DIOURBEL- L’Institut national de recherches agricoles (Isra) invite le gouvernement à mettre en place un système national de planification permettant aux paysans et producteurs de disposer des semences à temps. La recommandation a été faite par le directeur du Centre d’étude régional pour l’amélioration de l’adaptation à la sécheresse (Ceraas), Djido Ardo Kane. Il s’exprimait, le 12 juin, à l’occasion de la journée de préprogrammation des activités de recherche de l’année 2027 de l’Isra au Centre national de recherches agronomiques (Cnra) de Bambey. Chercheur à l’Isra, M. Kane a expliqué que ce système de planification consiste à ne pas attendre la campagne pour démarrer les opérations et à anticiper sur les besoins en semences (les variétés, les zones adaptées à chaque semence et les quantités).
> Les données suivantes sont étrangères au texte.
//! Engine configuration. Every tunable lives here as data with a `Default`
//! carrying the production constants, so threshold tuning is a config
//! change, not a code change.

use crate::scorer::ScoreTable;
use serde::{Deserialize, Serialize};

/// Tunables for the action executor cascade.
#[derive(Debug, Clone, Serialize, Deserialize)]
#[serde(default)]
pub struct ExecutorConfig {
    /// Per-strategy lookup timeout in layer 1 (milliseconds)
    pub strategy_timeout_ms: u64,

    /// Lookup timeout when piercing frames in layer 2; kept shorter than the
    /// top-document timeout so a deep frame tree cannot eat the step budget
    pub frame_timeout_ms: u64,

    /// Definite layer 1 failures required before layer 2 activates
    pub layer2_activation_failures: usize,

    /// Stale-element retries in layer 2
    pub stale_retries: u32,

    /// Backoff between stale-element retries (milliseconds)
    pub stale_backoff_ms: u64,

    /// Post-success quiescence deadline before the after snapshot
    /// (milliseconds)
    pub quiescence_timeout_ms: u64,

    /// Extra settle time after a navigation whose quiescence window expired
    /// (milliseconds)
    pub navigation_fallback_wait_ms: u64,

    /// Fixed pause performed by a `wait` step (milliseconds)
    pub wait_step_ms: u64,

    /// Vertical distance of a `scroll` step (pixels)
    pub scroll_amount_px: f64,

    /// Minimum confidence for visual text matches in layer 3
    pub visual_min_confidence: f32,

    /// Downward offset from a matched label to its input field (pixels);
    /// labels sit above the control they describe
    pub label_input_offset_px: f64,

    /// Accepted width range for button-like regions (pixels)
    pub button_width_range: (f64, f64),

    /// Accepted height range for button-like regions (pixels)
    pub button_height_range: (f64, f64),
}

impl Default for ExecutorConfig {
    fn default() -> Self {
        Self {
            strategy_timeout_ms: 10_000,
            frame_timeout_ms: 2_000,
            layer2_activation_failures: 2,
            stale_retries: 3,
            stale_backoff_ms: 500,
            quiescence_timeout_ms: 5_000,
            navigation_fallback_wait_ms: 1_000,
            wait_step_ms: 2_000,
            scroll_amount_px: 600.0,
            visual_min_confidence: 0.7,
            label_input_offset_px: 20.0,
            button_width_range: (20.0, 300.0),
            button_height_range: (15.0, 100.0),
        }
    }
}

/// Tunables for state validation.
#[derive(Debug, Clone, Serialize, Deserialize)]
#[serde(default)]
pub struct ValidatorConfig {
    /// How many prior snapshots the regression check compares against
    pub regression_window: usize,
}

impl Default for ValidatorConfig {
    fn default() -> Self {
        Self {
            regression_window: 5,
        }
    }
}

/// Tunables for the context store.
#[derive(Debug, Clone, Serialize, Deserialize)]
#[serde(default)]
pub struct StoreConfig {
    /// Most-recent-N snapshots retained per task for regression comparison
    pub history_limit: usize,

    /// Version gap beyond which a reader's view counts as desynchronized
    pub desync_version_gap: u64,

    /// Reader staleness beyond which its view counts as desynchronized
    /// (seconds)
    pub desync_staleness_secs: i64,

    /// Remote mirror request timeout (milliseconds)
    pub mirror_timeout_ms: u64,
}

impl Default for StoreConfig {
    fn default() -> Self {
        Self {
            history_limit: 20,
            desync_version_gap: 5,
            desync_staleness_secs: 60,
            mirror_timeout_ms: 5_000,
        }
    }
}

/// Tunables for the workflow orchestrator.
#[derive(Debug, Clone, Serialize, Deserialize)]
#[serde(default)]
pub struct OrchestratorConfig {
    /// Per-step retry ceiling before the task is declared stuck
    pub step_retry_limit: u32,

    /// Global cap on executed steps regardless of per-step retries
    pub step_budget: usize,

    /// Commit retries on version rejection before the task fails
    pub commit_retry_limit: u32,

    /// Planner call deadline (milliseconds)
    pub planner_timeout_ms: u64,

    /// Ask the planner for a revised plan after a regression verdict
    pub replan_on_regression: bool,

    /// Treat capture sink failures as fatal for the task
    pub require_capture_sink: bool,
}

impl Default for OrchestratorConfig {
    fn default() -> Self {
        Self {
            step_retry_limit: 3,
            step_budget: 50,
            commit_retry_limit: 3,
            planner_timeout_ms: 30_000,
            replan_on_regression: true,
            require_capture_sink: false,
        }
    }
}

/// Top-level engine configuration.
#[derive(Debug, Clone, Default, Serialize, Deserialize)]
#[serde(default)]
pub struct EngineConfig {
    pub executor: ExecutorConfig,
    pub validator: ValidatorConfig,
    pub scorer: ScoreTable,
    pub store: StoreConfig,
    pub orchestrator: OrchestratorConfig,
}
« L’Isra développe des semences, mais il faut des multiplicateurs pour qu’il y ait des quantités suffisantes, un bon système de distribution avec des agréments fiables et un bon suivi de la distribution et de la multiplication des semences », a-t-il remarqué. Cette journée de préprogrammation des activités de recherche de l’Isra a permis aux agriculteurs de relever les difficultés qu’ils rencontrent dans le cadre de leurs activités. Ces problèmes concernent principalement les ravageurs des récoltes, le faible accès aux semences et l’insuffisance des appuis en engrais. Les chercheurs de l’Isra ont promis de proposer aux agriculteurs des solutions adaptées à leur système de production. Ils ont également demandé à la Direction de l’Agriculture et aux services décentralisés du ministère de l’Agriculture, de la Souveraineté alimentaire et de l’Élevage (Masae) d’accompagner les producteurs pour booster les productions nationales.
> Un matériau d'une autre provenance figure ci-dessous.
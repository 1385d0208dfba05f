//! The external planning oracle and its invocation discipline.

use crate::errors::EngineError;
use crate::snapshot::PageSnapshot;
use crate::types::Step;
use async_trait::async_trait;
use serde::Serialize;
use std::time::Duration;

/// What the planner gets to see about progress so far.
#[derive(Debug, Clone, Default, Serialize)]
pub struct PlanContext {
    pub completed_steps: Vec<Step>,
    pub recent_snapshots: Vec<PageSnapshot>,
    /// Why a revised plan is being requested, when it is one
    #[serde(skip_serializing_if = "Option::is_none")]
    pub revision_reason: Option<String>,
}

/// Opaque planning oracle: turns a task description plus the current state
/// into an ordered list of candidate steps. Treated as fallible and slow;
/// repeated calls with the same input may return different plans, and the
/// orchestrator never assumes idempotence.
#[async_trait]
pub trait Planner: Send + Sync {
    async fn plan_steps(
        &self,
        task_description: &str,
        current: &PageSnapshot,
        history: &PlanContext,
    ) -> Result<Vec<Step>, EngineError>;
}

/// Invoke the planner under a deadline. A hung planner degrades to a typed
/// timeout the orchestrator maps to a stuck or failed transition, never to
/// an indefinite block.
pub async fn plan_with_timeout(
    planner: &dyn Planner,
    task_description: &str,
    current: &PageSnapshot,
    history: &PlanContext,
    timeout: Duration,
) -> Result<Vec<Step>, EngineError> {
    match tokio::time::timeout(
        timeout,
        planner.plan_steps(task_description, current, history),
    )
    .await
    {
        Ok(result) => result,
        Err(_) => Err(EngineError::Timeout(format!(
            "planner did not answer within {}ms",
            timeout.as_millis()
        ))),
    }
}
Djido Ardo Kane a souligné que cette journée de préprogrammation vise à créer des cadres d’échanges entre les bénéficiaires des résultats de la recherche et les acteurs de la recherche. « Nous voulons travailler ensemble pour voir comment régler certains problèmes dans le monde rural. On essaie de voir comment régler certaines difficultés du monde rural et comment accompagner l’agriculture pour que le secteur tire l’économie sénégalaise », a-t-il conclu.
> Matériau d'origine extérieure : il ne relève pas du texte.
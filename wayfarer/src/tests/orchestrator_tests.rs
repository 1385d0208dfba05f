//! End-to-end task runs through the engine facade

use crate::config::{EngineConfig, OrchestratorConfig};
use crate::tests::mocks::{
    content, content_at, element, DriverScript, MemorySink, ScriptedDriver, ScriptedPlanner,
    ScriptedVisual,
};
use crate::types::{ActionKind, Step, TaskRequest, TaskStatus};
use crate::validator::Verdict;
use crate::Engine;
use std::collections::VecDeque;
use std::sync::Arc;
use tokio_util::sync::CancellationToken;

fn request() -> TaskRequest {
    TaskRequest {
        task_description: "archive the latest invoice".to_string(),
        start_url: "https://app.test/home".to_string(),
        app_identifier: "billing-portal".to_string(),
    }
}

fn engine_with(
    primary: DriverScript,
    planner: ScriptedPlanner,
    sink: Arc<MemorySink>,
    config: EngineConfig,
) -> (Engine, Arc<ScriptedDriver>, Arc<ScriptedPlanner>) {
    let primary = Arc::new(ScriptedDriver::new(primary));
    let planner = Arc::new(planner);
    let engine = Engine::new(
        primary.clone(),
        Arc::new(ScriptedDriver::new(DriverScript::default())),
        Arc::new(ScriptedVisual::default()),
        planner.clone(),
        config,
    )
    .with_sink(sink);
    (engine, primary, planner)
}

async fn run(engine: &Engine, task_id: &str) -> crate::types::TaskReport {
    engine
        .submit_task(task_id, &request(), CancellationToken::new())
        .await
}

#[tokio::test]
async fn test_two_step_task_completes_with_captures() {
    let script = DriverScript {
        find_results: VecDeque::from([Ok(element("archive-btn"))]),
        contents: VecDeque::from([
            content("Home dashboard"),
            content("Home dashboard"),
            content("Invoice archived"),
            content("Invoice archived"),
            content_at("Settings page", "https://app.test/settings"),
        ]),
        ..Default::default()
    };
    let plan = vec![
        Step::click("Archive", 0),
        Step::navigate("https://app.test/settings", 1),
    ];
    let sink = Arc::new(MemorySink::default());
    let (engine, _, _) = engine_with(
        script,
        ScriptedPlanner::with_plan(plan),
        sink.clone(),
        EngineConfig::default(),
    );

    let report = run(&engine, "task-happy").await;

    assert_eq!(report.status, TaskStatus::Completed);
    assert_eq!(report.steps_completed, 2);
    assert_eq!(report.task_id, "task-happy");
    assert!(report.error.is_none());
    assert_eq!(report.final_url.as_deref(), Some("https://app.test/settings"));

    assert_eq!(report.capture_list.len(), 2);
    let first = &report.capture_list[0];
    assert_eq!(first.step_index, 0);
    assert_eq!(first.action_kind, ActionKind::Click);
    assert_eq!(first.app_identifier, "billing-portal");
    assert!(first.stored_path.as_deref().unwrap().starts_with("mem://"));
    assert_eq!(report.capture_list[1].reward, 0.9);
    assert_eq!(sink.stored().len(), 2);

    let labels: Vec<&str> = report.commits.iter().map(|c| c.label.as_str()).collect();
    assert_eq!(
        labels,
        vec![
            "created",
            "snapshot+step:1+capture",
            "snapshot+step:2+capture",
            "status:completed",
        ]
    );
}

#[tokio::test]
async fn test_silent_failure_is_retried_until_the_page_moves() {
    let script = DriverScript {
        find_results: VecDeque::from([Ok(element("save-btn")), Ok(element("save-btn"))]),
        contents: VecDeque::from([
            content("Form"),
            content("Form"),
            content("Form"),
            content("Form"),
            content("Saved"),
        ]),
        ..Default::default()
    };
    let sink = Arc::new(MemorySink::default());
    let (engine, _, _) = engine_with(
        script,
        ScriptedPlanner::with_plan(vec![Step::click("Save", 0)]),
        sink.clone(),
        EngineConfig::default(),
    );

    let report = run(&engine, "task-retry").await;

    assert_eq!(report.status, TaskStatus::Completed);
    assert_eq!(report.steps_completed, 1);
    // The no-op attempt appended a snapshot but earned no capture.
    assert_eq!(report.capture_list.len(), 1);
    assert_eq!(report.commits[1].label, "snapshot");
    assert_eq!(report.commits[2].label, "snapshot+step:1+capture");
}

#[tokio::test]
async fn test_unreachable_step_leaves_the_task_stuck() {
    let script = DriverScript {
        contents: VecDeque::from([content("Home")]),
        ..Default::default()
    };
    let sink = Arc::new(MemorySink::default());
    let (engine, _, _) = engine_with(
        script,
        ScriptedPlanner::with_plan(vec![Step::click("Ghost", 0)]),
        sink.clone(),
        EngineConfig::default(),
    );

    let report = run(&engine, "task-stuck").await;

    assert_eq!(report.status, TaskStatus::Stuck);
    assert_eq!(report.steps_completed, 0);
    assert!(report.capture_list.is_empty());
    let error = report.error.unwrap();
    assert!(error.contains("3 consecutive attempts"), "got: {error}");
    assert_eq!(report.commits.last().unwrap().label, "status:stuck");
}

#[tokio::test]
async fn test_regression_replans_and_the_revised_plan_runs() {
    let script = DriverScript {
        find_results: VecDeque::from([Ok(element("next-btn")), Ok(element("next-btn"))]),
        contents: VecDeque::from([
            content("Page one"),
            content("Page one"),
            content("Page two"),
            content("Page two"),
            content("Page one"),
            content("Page one"),
            content_at("Reports", "https://app.test/reports"),
        ]),
        ..Default::default()
    };
    let planner = ScriptedPlanner::with_plans(vec![
        Ok(vec![Step::click("Next", 0), Step::click("Next", 1)]),
        Ok(vec![Step::navigate("https://app.test/reports", 1)]),
    ]);
    let sink = Arc::new(MemorySink::default());
    let (engine, _, planner) = engine_with(script, planner, sink.clone(), EngineConfig::default());

    let report = run(&engine, "task-replan").await;

    assert_eq!(report.status, TaskStatus::Completed);
    assert_eq!(report.steps_completed, 2);
    // The bounced-back state is documented too, flagged by its verdict.
    assert_eq!(report.capture_list.len(), 3);
    assert_eq!(report.capture_list[1].verdict, Verdict::Regression);

    let reasons = planner.revision_reasons();
    assert_eq!(reasons.len(), 2);
    assert!(reasons[0].is_none());
    assert!(reasons[1].as_deref().unwrap().contains("returned to a state"));
}

#[tokio::test]
async fn test_step_budget_bounds_a_task_that_stalls() {
    let script = DriverScript {
        find_results: VecDeque::from([Ok(element("save-btn")), Ok(element("save-btn"))]),
        contents: VecDeque::from([content("Form")]),
        ..Default::default()
    };
    let config = EngineConfig {
        orchestrator: OrchestratorConfig {
            step_budget: 2,
            ..Default::default()
        },
        ..Default::default()
    };
    let sink = Arc::new(MemorySink::default());
    let (engine, _, _) = engine_with(
        script,
        ScriptedPlanner::with_plan(vec![Step::click("Save", 0)]),
        sink.clone(),
        config,
    );

    let report = run(&engine, "task-budget").await;

    assert_eq!(report.status, TaskStatus::Failed);
    let error = report.error.unwrap();
    assert!(error.contains("step budget of 2 exhausted"), "got: {error}");
}

#[tokio::test]
async fn test_cancellation_stops_before_the_next_step() {
    let script = DriverScript {
        contents: VecDeque::from([content("Home")]),
        ..Default::default()
    };
    let sink = Arc::new(MemorySink::default());
    let (engine, primary, _) = engine_with(
        script,
        ScriptedPlanner::with_plan(vec![Step::click("Archive", 0)]),
        sink.clone(),
        EngineConfig::default(),
    );

    let cancel = CancellationToken::new();
    cancel.cancel();
    let report = engine.submit_task("task-cancel", &request(), cancel).await;

    assert_eq!(report.status, TaskStatus::Failed);
    assert_eq!(report.error.as_deref(), Some("cancelled"));
    assert_eq!(report.steps_completed, 0);
    // Only the start page was opened; no step ever reached the driver.
    assert_eq!(
        primary.calls(),
        vec!["navigate(https://app.test/home)".to_string()]
    );
}

#[tokio::test]
async fn test_planner_failure_before_the_first_step_fails_the_task() {
    let script = DriverScript {
        contents: VecDeque::from([content("Home")]),
        ..Default::default()
    };
    let sink = Arc::new(MemorySink::default());
    let (engine, _, _) = engine_with(
        script,
        ScriptedPlanner::failing("model overloaded"),
        sink.clone(),
        EngineConfig::default(),
    );

    let report = run(&engine, "task-noplan").await;

    assert_eq!(report.status, TaskStatus::Failed);
    assert!(report.error.unwrap().contains("no initial plan"));
}

#[tokio::test]
async fn test_empty_plan_completes_immediately() {
    let script = DriverScript {
        contents: VecDeque::from([content("Home")]),
        ..Default::default()
    };
    let sink = Arc::new(MemorySink::default());
    let (engine, _, _) = engine_with(
        script,
        ScriptedPlanner::with_plan(Vec::new()),
        sink.clone(),
        EngineConfig::default(),
    );

    let report = run(&engine, "task-empty").await;

    assert_eq!(report.status, TaskStatus::Completed);
    assert_eq!(report.steps_completed, 0);
    assert!(report.capture_list.is_empty());
    let labels: Vec<&str> = report.commits.iter().map(|c| c.label.as_str()).collect();
    assert_eq!(labels, vec!["created", "status:completed"]);
}

#[tokio::test]
async fn test_revisited_state_is_not_captured_twice() {
    // Two navigations land on pages with identical text; only the first
    // transition is worth keeping.
    let script = DriverScript {
        contents: VecDeque::from([
            content_at("Start", "https://app.test/"),
            content_at("Start", "https://app.test/"),
            content_at("Landing copy", "https://app.test/a"),
            content_at("Landing copy", "https://app.test/a"),
            content_at("Landing copy", "https://app.test/b"),
        ]),
        ..Default::default()
    };
    let plan = vec![
        Step::navigate("https://app.test/a", 0),
        Step::navigate("https://app.test/b", 1),
    ];
    let sink = Arc::new(MemorySink::default());
    let (engine, _, _) = engine_with(
        script,
        ScriptedPlanner::with_plan(plan),
        sink.clone(),
        EngineConfig::default(),
    );

    let report = run(&engine, "task-dupe").await;

    assert_eq!(report.status, TaskStatus::Completed);
    assert_eq!(report.steps_completed, 2);
    assert_eq!(report.capture_list.len(), 1);
    assert_eq!(sink.stored().len(), 1);
}

#[tokio::test]
async fn test_refusing_sink_is_tolerated_by_default() {
    let script = DriverScript {
        find_results: VecDeque::from([Ok(element("archive-btn"))]),
        contents: VecDeque::from([
            content("Home"),
            content("Home"),
            content("Archived"),
        ]),
        ..Default::default()
    };
    let sink = Arc::new(MemorySink::failing());
    let (engine, _, _) = engine_with(
        script,
        ScriptedPlanner::with_plan(vec![Step::click("Archive", 0)]),
        sink.clone(),
        EngineConfig::default(),
    );

    let report = run(&engine, "task-sink-soft").await;

    assert_eq!(report.status, TaskStatus::Completed);
    assert_eq!(report.steps_completed, 1);
    assert!(report.capture_list.is_empty());
    assert!(sink.stored().is_empty());
}

#[tokio::test]
async fn test_required_sink_refusal_fails_the_task() {
    let script = DriverScript {
        find_results: VecDeque::from([Ok(element("archive-btn"))]),
        contents: VecDeque::from([
            content("Home"),
            content("Home"),
            content("Archived"),
        ]),
        ..Default::default()
    };
    let config = EngineConfig {
        orchestrator: OrchestratorConfig {
            require_capture_sink: true,
            ..Default::default()
        },
        ..Default::default()
    };
    let sink = Arc::new(MemorySink::failing());
    let (engine, _, _) = engine_with(
        script,
        ScriptedPlanner::with_plan(vec![Step::click("Archive", 0)]),
        sink.clone(),
        config,
    );

    let report = run(&engine, "task-sink-hard").await;

    assert_eq!(report.status, TaskStatus::Failed);
    assert!(report.error.unwrap().contains("required sink refused"));
}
L’Isra de Bambey s’affirme comme une référence dans la production de semences. La visite du programme Pacae sur le site de production semencière, le 13 juin, a permis de faire le point sur les productions des dernières années. Selon Aminata Colé Diouf, ingénieure d’études à l’Unité de production de céréales et de légumineuses de l’Isra de Bambey, les résultats enregistrés entre 2021 et 2025 se répartissent entre 43 tonnes de semences G2 (deuxième génération), 873 tonnes de semences G3 (troisième génération) et 76,6 tonnes de semences de base.
992,6 tonnes produites
Les cultures les plus représentatives sont le riz irrigué, avec 446 tonnes produites, et l’arachide, avec 337 tonnes. Mme Diouf a aussi indiqué que, durant la contre-saison froide de 2026, l’Isra a produit 31,6 tonnes de semences d’arachide, dont 18 tonnes de G3, 12 tonnes de R1 et 800 kilogrammes de semences de base. Tout en se félicitant de ces performances, elle a souligné que l’objectif reste l’atteinte de l’autosuffisance semencière, préalable indispensable à la souveraineté alimentaire. « Nous sommes sur la bonne voie. L’Isra est conscient qu’il ne peut y avoir d’autosuffisance alimentaire sans autosuffisance en semences. C’est pourquoi nous mettons à profit nos stations de recherche et travaillons avec des partenaires disposant de fortes capacités d’irrigation », a-t-elle déclaré. Les responsables de l’Institut appellent toutefois l’État à renforcer son accompagnement, notamment en matière d’aménagements hydroagricoles. D’après Aminata Colé Diouf, l’augmentation des superficies irrigables et des capacités d’irrigation constitue une condition essentielle pour satisfaire durablement les besoins des producteurs sénégalais en semences de qualité. De son côté, le responsable de l’unité de production de semences de céréales et de légumineuses de l’Isra de Bambey, Maguette Sèye, a rappelé les principales missions de la structure. Celles-ci consistent notamment à fournir des semences de prébase aux partenaires agréés pour la production de semences certifiées, à contribuer à la reconstitution du capital semencier national et à renforcer les capacités des producteurs afin d’améliorer leur maîtrise des itinéraires techniques de production semencière.